EXERCISE AIM: The sole answer should be the number of lines in the material below that hold "failures".
[Opening INFORMATION SHOWN section]
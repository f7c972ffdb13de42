use std::sync::Mutex;
use std::time::{Duration, Instant};

/// Something that can block the current thread for a while.
///
/// The daemon uses an interruptible sleeper tied to the shutdown flag; tests use
/// [`RecordingSleeper`] so startup waits finish instantly.
pub trait Sleeper {
    /// Sleep for `duration`. Returns `false` when the sleep was cut short by a
    /// shutdown request.
    fn sleep(&self, duration: Duration) -> bool;
}

/// How long and how often a startup precondition is retried.
#[derive(Debug, Clone, Copy, PartialEq, Eq)]
pub struct RetryPolicy {
    /// `None` retries forever.
    pub max_attempts: Option<u32>,
    pub interval: Duration,
    /// Wall-clock budget measured from the first attempt.
    pub deadline: Option<Duration>,
}

impl RetryPolicy {
    pub fn forever(interval: Duration) -> Self {
        Self {
            max_attempts: None,
            interval,
            deadline: None,
        }
    }

    pub fn bounded(max_attempts: u32, interval: Duration) -> Self {
        Self {
            max_attempts: Some(max_attempts.max(1)),
            interval,
            deadline: None,
        }
    }

    /// Bounded policy for checks that return instantly; see [`RetryPolicy::within_costing`].
    pub fn within(timeout: Duration, interval: Duration) -> Self {
        Self::within_costing(timeout, interval, Duration::ZERO)
    }

    /// Bounded policy for checks that may each block for up to `attempt_cost`.
    ///
    /// `n` attempts with `n - 1` sleeps between them take at most
    /// `n * attempt_cost + (n - 1) * interval`, which is kept within `timeout`.
    /// The same `timeout` is also enforced as a wall-clock deadline.
    pub fn within_costing(timeout: Duration, interval: Duration, attempt_cost: Duration) -> Self {
        let step_ms = (interval + attempt_cost).as_millis().max(1);
        let attempts = ((timeout + interval).as_millis() / step_ms).max(1);
        Self {
            deadline: Some(timeout),
            ..Self::bounded(u32::try_from(attempts).unwrap_or(u32::MAX), interval)
        }
    }

    pub fn with_deadline(mut self, deadline: Duration) -> Self {
        self.deadline = Some(deadline);
        self
    }

    /// Run `check` until it yields `Some`, sleeping `interval` between attempts.
    ///
    /// `on_retry` receives the attempt number that just failed. Returns `None`
    /// when attempts run out, the next sleep would overrun the deadline, or the
    /// sleeper reports shutdown.
    pub fn run<T, S, F, R>(&self, sleeper: &S, mut check: F, mut on_retry: R) -> Option<T>
    where
        S: Sleeper + ?Sized,
        F: FnMut() -> Option<T>,
        R: FnMut(u32),
    {
        let started = Instant::now();
        let mut attempt: u32 = 0;
        loop {
            attempt = attempt.saturating_add(1);
            if let Some(value) = check() {
                return Some(value);
            }
            if let Some(max) = self.max_attempts {
                if attempt >= max {
                    return None;
                }
            }
            if let Some(deadline) = self.deadline {
                if started.elapsed() + self.interval >= deadline {
                    return None;
                }
            }
            on_retry(attempt);
            if !sleeper.sleep(self.interval) {
                return None;
            }
        }
    }
}

/// Test sleeper that never blocks and remembers every requested duration.
#[derive(Debug, Default)]
pub struct RecordingSleeper {
    calls: Mutex<Vec<Duration>>,
    /// Sleeps allowed before reporting shutdown; `None` never stops.
    budget: Option<usize>,
}

impl RecordingSleeper {
    pub fn new() -> Self {
        Self::default()
    }

    /// Completes `sleeps` sleeps, then reports shutdown on the next one.
    pub fn stopping_after(sleeps: usize) -> Self {
        Self {
            calls: Mutex::default(),
            budget: Some(sleeps),
        }
    }

    pub fn calls(&self) -> Vec<Duration> {
        self.calls.lock().map(|c| c.clone()).unwrap_or_default()
    }

    pub fn total(&self) -> Duration {
        self.calls().iter().sum()
    }
}

impl Sleeper for RecordingSleeper {
    fn sleep(&self, duration: Duration) -> bool {
        let Ok(mut calls) = self.calls.lock() else {
            return false;
        };
        calls.push(duration);
        self.budget.map_or(true, |budget| calls.len() <= budget)
    }
}
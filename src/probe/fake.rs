use super::HostProbe;
use crate::{Error, Result};
use std::collections::HashSet;
use std::net::{IpAddr, Ipv4Addr};
use std::time::Duration;

/// Scripted host for prober tests. Defaults: no address, no internet, no
/// gateway, nothing reachable, clock sync succeeds.
#[derive(Debug, Default)]
pub struct FakeHost {
    address: Option<(usize, IpAddr)>,
    ping_success_after: Option<usize>,
    gateway: Option<Ipv4Addr>,
    reachable: HashSet<String>,
    clock_fails: bool,
    address_calls: usize,
    pings: usize,
    ping_waited: Duration,
    clock_syncs: usize,
}

impl FakeHost {
    /// Report `addr` once `empty_polls` polls have come back empty.
    pub fn address_after(mut self, empty_polls: usize, addr: IpAddr) -> Self {
        self.address = Some((empty_polls, addr));
        self
    }

    /// Ping succeeds after `failures` failed attempts.
    pub fn ping_after(mut self, failures: usize) -> Self {
        self.ping_success_after = Some(failures);
        self
    }

    pub fn gateway(mut self, gateway: Ipv4Addr) -> Self {
        self.gateway = Some(gateway);
        self
    }

    pub fn reachable(mut self, url: &str) -> Self {
        self.reachable.insert(url.to_string());
        self
    }

    pub fn clock_sync_fails(mut self) -> Self {
        self.clock_fails = true;
        self
    }

    pub fn pings(&self) -> usize {
        self.pings
    }

    /// Time failed pings would have spent waiting for a reply.
    pub fn ping_waited(&self) -> Duration {
        self.ping_waited
    }

    pub fn clock_syncs(&self) -> usize {
        self.clock_syncs
    }
}

impl HostProbe for FakeHost {
    fn routable_addresses(&mut self) -> Vec<IpAddr> {
        let call = self.address_calls;
        self.address_calls += 1;
        match self.address {
            Some((empty_polls, addr)) if call >= empty_polls => vec![addr],
            _ => Vec::new(),
        }
    }

    fn ping(&mut self, _host: &str, timeout: Duration) -> bool {
        let attempt = self.pings;
        self.pings += 1;
        let answered = matches!(self.ping_success_after, Some(failures) if attempt >= failures);
        if !answered {
            self.ping_waited += timeout;
        }
        answered
    }

    fn sync_clock(&mut self, _command: &[String]) -> Result<()> {
        self.clock_syncs += 1;
        if self.clock_fails {
            return Err(Error::Process("scripted clock sync failure".into()));
        }
        Ok(())
    }

    fn default_gateway(&mut self) -> Option<Ipv4Addr> {
        self.gateway
    }

    fn url_reachable(&mut self, url: &str, _timeout: Duration) -> bool {
        self.reachable.contains(url)
    }
}
use clap::Parser;
use picframe::{
    app::{scheduler::CycleOutcome, App},
    cli::{Cli, RunMode},
    Result,
};

fn main() {
    let cli = match Cli::try_parse() {
        Ok(cli) => cli,
        Err(err) if !err.use_stderr() => {
            // --help / --version
            let _ = err.print();
            return;
        }
        Err(err) => {
            let _ = err.print();
            std::process::exit(1);
        }
    };
    if let Err(err) = try_main(cli) {
        eprintln!("error: {err}");
        std::process::exit(1);
    }
}

fn try_main(cli: Cli) -> Result<()> {
    let mode = cli.mode();
    let app = App::from_options(cli.options)?;
    match mode {
        RunMode::Run => app.run(),
        RunMode::Once => {
            match app.run_once()? {
                CycleOutcome::Displayed(path) | CycleOutcome::Unchanged(path) => {
                    app.logger().debug(format!("once: {} on screen", path.display()))
                }
                other => app.logger().warn(format!("once: cycle ended with {other:?}")),
            }
            Ok(())
        }
        RunMode::NextWake => {
            let wait = app.next_wake();
            println!(
                "{}",
                humantime::format_duration(std::time::Duration::from_secs(wait.as_secs()))
            );
            Ok(())
        }
    }
}
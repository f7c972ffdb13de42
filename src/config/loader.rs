use std::{
    fs,
    path::{Path, PathBuf},
};

use crate::{Error, Result};

use super::{Config, CONFIG_DIR_NAME, CONFIG_FILE_NAME};

const HEADER: &str = "# picframe config\n";

pub fn load_or_default() -> Result<Config> {
    let path = config_path()?;
    if !path.exists() {
        let cfg = Config::default();
        save_to_path(&cfg, &path)?;
        super::validate(&cfg)?;
        return Ok(cfg);
    }
    load_from_path(&path)
}

pub fn load_from_path(path: &Path) -> Result<Config> {
    if !path.exists() {
        let cfg = Config::default();
        super::validate(&cfg)?;
        return Ok(cfg);
    }

    let raw = fs::read_to_string(path)?;
    parse(&raw).map_err(|e| match e {
        Error::Config(msg) => Error::Config(format!("{}: {msg}", path.display())),
        other => other,
    })
}

pub fn save_to_path(config: &Config, path: &Path) -> Result<()> {
    if let Some(parent) = path.parent() {
        fs::create_dir_all(parent)?;
    }
    let body = toml::to_string_pretty(config)
        .map_err(|e| Error::Config(format!("cannot serialise config: {e}")))?;
    fs::write(path, format!("{HEADER}{body}"))?;
    Ok(())
}

pub fn parse(raw: &str) -> Result<Config> {
    let cfg: Config = toml::from_str(raw).map_err(|e| Error::Config(e.message().to_string()))?;
    super::validate(&cfg)?;
    Ok(cfg)
}

/// `~/.picframe/config.toml`
pub fn config_path() -> Result<PathBuf> {
    let dirs = directories::BaseDirs::new()
        .ok_or_else(|| Error::Config("HOME not set; cannot locate config directory".into()))?;
    Ok(dirs.home_dir().join(CONFIG_DIR_NAME).join(CONFIG_FILE_NAME))
}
[Closing INFORMATION SHOWN section]
EXERCISE ANSWER: 4